Records contained in a dataset
★ ★ ★

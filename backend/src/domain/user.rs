//! User identity primitives and the hosted profile row.

use std::fmt;
use std::sync::OnceLock;

use regex::Regex;
use serde::{Deserialize, Serialize};
use uuid::Uuid;

use super::{LeaderboardRow, TierDurations};

/// Validation errors returned by the identity constructors.
#[derive(Debug, Clone, PartialEq, Eq)]
pub enum UserValidationError {
    EmptyId,
    InvalidId,
    EmptyUsername,
    UsernameTooLong { max: usize },
    EmptyEmail,
    InvalidEmail,
}

impl fmt::Display for UserValidationError {
    fn fmt(&self, f: &mut fmt::Formatter<'_>) -> fmt::Result {
        match self {
            Self::EmptyId => write!(f, "user id must not be empty"),
            Self::InvalidId => write!(f, "user id must be a valid UUID"),
            Self::EmptyUsername => write!(f, "username must not be empty"),
            Self::UsernameTooLong { max } => {
                write!(f, "username must be at most {max} characters")
            }
            Self::EmptyEmail => write!(f, "email must not be empty"),
            Self::InvalidEmail => write!(f, "email must look like name@domain"),
        }
    }
}

impl std::error::Error for UserValidationError {}

/// Stable user identifier issued by the hosted auth service.
#[derive(Debug, Clone, PartialEq, Eq, Hash, Serialize, Deserialize)]
#[serde(try_from = "String", into = "String")]
pub struct UserId(Uuid, String);

impl UserId {
    /// Validate and construct a [`UserId`] from borrowed input.
    pub fn new(id: impl AsRef<str>) -> Result<Self, UserValidationError> {
        Self::from_owned(id.as_ref().to_owned())
    }

    /// Generate a new random [`UserId`].
    pub fn random() -> Self {
        let uuid = Uuid::new_v4();
        Self(uuid, uuid.to_string())
    }

    fn from_owned(id: String) -> Result<Self, UserValidationError> {
        if id.is_empty() {
            return Err(UserValidationError::EmptyId);
        }
        if id.trim() != id {
            return Err(UserValidationError::InvalidId);
        }

        let parsed = Uuid::parse_str(&id).map_err(|_| UserValidationError::InvalidId)?;
        Ok(Self(parsed, id))
    }

    /// Access the underlying UUID.
    pub fn as_uuid(&self) -> &Uuid {
        &self.0
    }
}

impl AsRef<str> for UserId {
    fn as_ref(&self) -> &str {
        self.1.as_str()
    }
}

impl fmt::Display for UserId {
    fn fmt(&self, f: &mut fmt::Formatter<'_>) -> fmt::Result {
        f.write_str(self.as_ref())
    }
}

impl From<UserId> for String {
    fn from(value: UserId) -> Self {
        let UserId(_, raw) = value;
        raw
    }
}

impl TryFrom<String> for UserId {
    type Error = UserValidationError;

    fn try_from(value: String) -> Result<Self, Self::Error> {
        Self::from_owned(value)
    }
}

/// Maximum allowed length for a username.
pub const USERNAME_MAX: usize = 64;

/// Public handle shown on the leaderboard.
///
/// Stored trimmed; uniqueness is enforced by the profile store.
#[derive(Debug, Clone, PartialEq, Eq, Hash, Serialize, Deserialize)]
#[serde(try_from = "String", into = "String")]
pub struct Username(String);

impl Username {
    /// Validate and construct a [`Username`], trimming surrounding whitespace.
    pub fn new(username: impl AsRef<str>) -> Result<Self, UserValidationError> {
        let trimmed = username.as_ref().trim();
        if trimmed.is_empty() {
            return Err(UserValidationError::EmptyUsername);
        }
        if trimmed.chars().count() > USERNAME_MAX {
            return Err(UserValidationError::UsernameTooLong { max: USERNAME_MAX });
        }
        Ok(Self(trimmed.to_owned()))
    }
}

impl AsRef<str> for Username {
    fn as_ref(&self) -> &str {
        self.0.as_str()
    }
}

impl fmt::Display for Username {
    fn fmt(&self, f: &mut fmt::Formatter<'_>) -> fmt::Result {
        f.write_str(&self.0)
    }
}

impl From<Username> for String {
    fn from(value: Username) -> Self {
        value.0
    }
}

impl TryFrom<String> for Username {
    type Error = UserValidationError;

    fn try_from(value: String) -> Result<Self, Self::Error> {
        Self::new(value)
    }
}

static EMAIL_RE: OnceLock<Regex> = OnceLock::new();

fn email_regex() -> &'static Regex {
    EMAIL_RE.get_or_init(|| {
        // Shape check only; the auth service owns real address validation.
        let pattern = r"^[^@\s]+@[^@\s]+$";
        Regex::new(pattern).unwrap_or_else(|error| panic!("email regex failed to compile: {error}"))
    })
}

/// E-mail address used for password sign-in.
#[derive(Debug, Clone, PartialEq, Eq, Serialize, Deserialize)]
#[serde(try_from = "String", into = "String")]
pub struct Email(String);

impl Email {
    /// Validate and construct an [`Email`], trimming surrounding whitespace.
    ///
    /// # Examples
    /// ```
    /// use coderush::domain::Email;
    ///
    /// assert!(Email::new(" ada@example.com ").is_ok());
    /// assert!(Email::new("ada").is_err());
    /// ```
    pub fn new(email: impl AsRef<str>) -> Result<Self, UserValidationError> {
        let trimmed = email.as_ref().trim();
        if trimmed.is_empty() {
            return Err(UserValidationError::EmptyEmail);
        }
        if !email_regex().is_match(trimmed) {
            return Err(UserValidationError::InvalidEmail);
        }
        Ok(Self(trimmed.to_owned()))
    }
}

impl AsRef<str> for Email {
    fn as_ref(&self) -> &str {
        self.0.as_str()
    }
}

impl fmt::Display for Email {
    fn fmt(&self, f: &mut fmt::Formatter<'_>) -> fmt::Result {
        f.write_str(&self.0)
    }
}

impl From<Email> for String {
    fn from(value: Email) -> Self {
        value.0
    }
}

impl TryFrom<String> for Email {
    type Error = UserValidationError;

    fn try_from(value: String) -> Result<Self, Self::Error> {
        Self::new(value)
    }
}

/// One row of the hosted `profiles` table.
///
/// Identity columns stay empty until the first successful sign-in writes
/// them; durations fill in as tiers are solved.
#[derive(Debug, Clone, PartialEq, Eq)]
pub struct UserProfile {
    /// Primary key, equal to the auth user id.
    pub id: UserId,
    /// Public handle.
    pub username: Option<Username>,
    /// Sign-in address.
    pub email: Option<Email>,
    /// Per-tier solve times.
    pub durations: TierDurations,
}

impl UserProfile {
    /// Empty profile for `id`.
    pub fn new(id: UserId) -> Self {
        Self {
            id,
            username: None,
            email: None,
            durations: TierDurations::default(),
        }
    }

    /// The row the `public_leaderboard` view derives from this profile.
    pub fn leaderboard_row(&self) -> LeaderboardRow {
        LeaderboardRow {
            id: Some(self.id.to_string()),
            username: self.username.as_ref().map(ToString::to_string),
            email: self.email.as_ref().map(ToString::to_string),
            time_easy_ms: self.durations.easy_ms,
            time_medium_ms: self.durations.medium_ms,
            time_hard_ms: self.durations.hard_ms,
            total_time_ms: self.durations.total_ms(),
        }
    }
}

★ ★ ★

*How to complete this task*: What are the lines above, starting at the one with "Self::from_owned(id.as_ref().to_owned())" and ending at the one with "pub const USERNAME_MAX: usize = 64;"? Give them again exactly, and only them.

*Exercise response*:
        Self::from_owned(id.as_ref().to_owned())
    }

    /// Generate a new random [`UserId`].
    pub fn random() -> Self {
        let uuid = Uuid::new_v4();
        Self(uuid, uuid.to_string())
    }

    fn from_owned(id: String) -> Result<Self, UserValidationError> {
        if id.is_empty() {
            return Err(UserValidationError::EmptyId);
        }
        if id.trim() != id {
            return Err(UserValidationError::InvalidId);
        }

        let parsed = Uuid::parse_str(&id).map_err(|_| UserValidationError::InvalidId)?;
        Ok(Self(parsed, id))
    }

    /// Access the underlying UUID.
    pub fn as_uuid(&self) -> &Uuid {
        &self.0
    }
}

impl AsRef<str> for UserId {
    fn as_ref(&self) -> &str {
        self.1.as_str()
    }
}

impl fmt::Display for UserId {
    fn fmt(&self, f: &mut fmt::Formatter<'_>) -> fmt::Result {
        f.write_str(self.as_ref())
    }
}

impl From<UserId> for String {
    fn from(value: UserId) -> Self {
        let UserId(_, raw) = value;
        raw
    }
}

impl TryFrom<String> for UserId {
    type Error = UserValidationError;

    fn try_from(value: String) -> Result<Self, Self::Error> {
        Self::from_owned(value)
    }
}

/// Maximum allowed length for a username.
pub const USERNAME_MAX: usize = 64;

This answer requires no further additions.